» Directions for this task
After locating the line that contains "not be built.", restate it and each later line word for word through the end of the records.

■ ■ ■ ■

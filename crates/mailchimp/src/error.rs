//! Errors raised by the Mailchimp HTTP adapter.

use thiserror::Error;

/// Errors that can occur when talking to the Mailchimp API.
///
/// These never escape the report pipeline: the paginated fetcher logs them
/// and stops the affected fetch.
#[derive(Debug, Error)]
pub enum MailchimpError {
    /// HTTP request failed (connection, timeout, TLS).
    #[error("HTTP error: {0}")]
    Http(#[from] reqwest::Error),

    /// Request URL could not be built.
    #[error("Invalid URL: {0}")]
    Url(#[from] url::ParseError),

    /// API key cannot be used as a bearer credential.
    #[error("Invalid API key format: {0}")]
    InvalidApiKey(String),

    /// Failed to parse response.
    #[error("Parse error: {0}")]
    Parse(String),
}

■ ■ ■ ■

» Answer
    /// Request URL could not be built.
    #[error("Invalid URL: {0}")]
    Url(#[from] url::ParseError),

    /// API key cannot be used as a bearer credential.
    #[error("Invalid API key format: {0}")]
    InvalidApiKey(String),

    /// Failed to parse response.
    #[error("Parse error: {0}")]
    Parse(String),
}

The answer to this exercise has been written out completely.